All participants in the study received health text messages regularly, containing tips and information about pregnancy. However, only the intervention group received text messages specifically educating and instructing them about the flu vaccine. In both groups, only 32 percent of women got the vaccine, according to the clinic’s records.
The participants in the study were overwhelmingly low-income, uninsured, and unmarried women with a high school education or less, the kind of underserved population often targeted in texting interventions. The study specifically excluded women who had already gotten the vaccine, or who stated their intent to get it at their initial appointment.
The women’s stated reasons for not receiving the vaccine might shed some light on why the text messages were ineffective. Twenty-three percent said they were afraid of vaccine side effects, 15 percent said they disliked shots, and another 15 percent said they had a previous bad experience with the flu vaccine.

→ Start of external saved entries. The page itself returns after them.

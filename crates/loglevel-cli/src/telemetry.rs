//! Diagnostics subscriber initialisation.
//!
//! Diagnostics go to stderr so stdout carries only command records.

use std::io::{self, IsTerminal};

use once_cell::sync::OnceCell;
use tracing::{Subscriber, subscriber::SetGlobalDefaultError};
use tracing_subscriber::EnvFilter;
use tracing_subscriber::fmt;

use loglevel_config::{Config, LogFormat};

static TELEMETRY_GUARD: OnceCell<()> = OnceCell::new();

/// Errors encountered while configuring diagnostics.
#[derive(Debug, thiserror::Error)]
pub(crate) enum TelemetryError {
    /// The configured filter expression does not parse.
    #[error("invalid log filter: {0}")]
    Filter(String),
    /// Another subscriber was already installed.
    #[error("failed to install diagnostics subscriber: {0}")]
    Subscriber(SetGlobalDefaultError),
}

/// Installs the global subscriber on first use; later calls are no-ops.
pub(crate) fn initialise(config: &Config) -> Result<(), TelemetryError> {
    TELEMETRY_GUARD
        .get_or_try_init(|| install_subscriber(config))
        .map(|_| ())
}

fn install_subscriber(config: &Config) -> Result<(), TelemetryError> {
    let filter = EnvFilter::try_new(config.log_filter())
        .map_err(|error| TelemetryError::Filter(error.to_string()))?;

    let builder = |filter: EnvFilter| {
        fmt::Subscriber::builder()
            .with_env_filter(filter)
            .with_target(true)
            .with_level(true)
            .with_writer(io::stderr)
            .with_ansi(io::stderr().is_terminal())
            .with_timer(fmt::time::UtcTime::rfc_3339())
    };

    let subscriber: Box<dyn Subscriber + Send + Sync> = match config.log_format() {
        LogFormat::Json => Box::new(builder(filter).json().flatten_event(true).finish()),
        LogFormat::Compact => Box::new(builder(filter).compact().finish()),
    };

    tracing::subscriber::set_global_default(subscriber).map_err(TelemetryError::Subscriber)
}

With the exception of side effects, these aren’t reasons that can necessarily be fixed with education. Text messages can be effective at reminding people of things they already know they should do, or for educating people about things they don’t know. However, they might not be the best vehicle for persuading people to do something they have already decided against, for whatever reason.
“Despite these concerns, more than half [of the study participants] reported that they would get or consider getting the flu shot if it were recommended to them by their prenatal care provider,” Moniz wrote in the paper. “The text messaging program assessed in this investigation did not translate into higher maternal vaccination rates, suggesting that it was not an effective replacement for direct face-to-face recommendation of influenza vaccination.”
In actuality, Moniz told MobiHealthNews, the vaccine is considered very safe and effective and is recommended for pregnant women by both the CDC and the American College of Obstetricians and Gynecologists. There’s even mounting evidence that the vaccine conveys neonatal benefits to the unborn child. Although the text messages in the intervention did include assurances about the safety and effectiveness of the vaccine, they didn’t delve deeply into specifics, nor did they include any tailored messaging. Moniz believes that adjusting the content could have a better effect.
“This has been documented again and again in studies looking at influenza vaccination in obstetric populations,” Moniz said. “The most powerful tool is clear, unequivocal support of a provider. … It might be this intervention would work if we sent messages more frequently, or if we stated specifically ‘your doctor (by name) wants you to get the flu shot.'”
Despite the lack of uptick in vaccination, the participants in both groups responded positively to the text messages, with 90 percent saying they liked the messages, 89 percent saying they found them helpful, and more than 70 percent saying the messages increased their satisfaction with their prenatal care.
“Although generally we’re very enthusiastic about the technology, I think it’s important that we continue to approach this in a rigorously scientific way and try to better understand the potential benefits and the potential limitations of this technology,” Moniz told MobiHealthNews.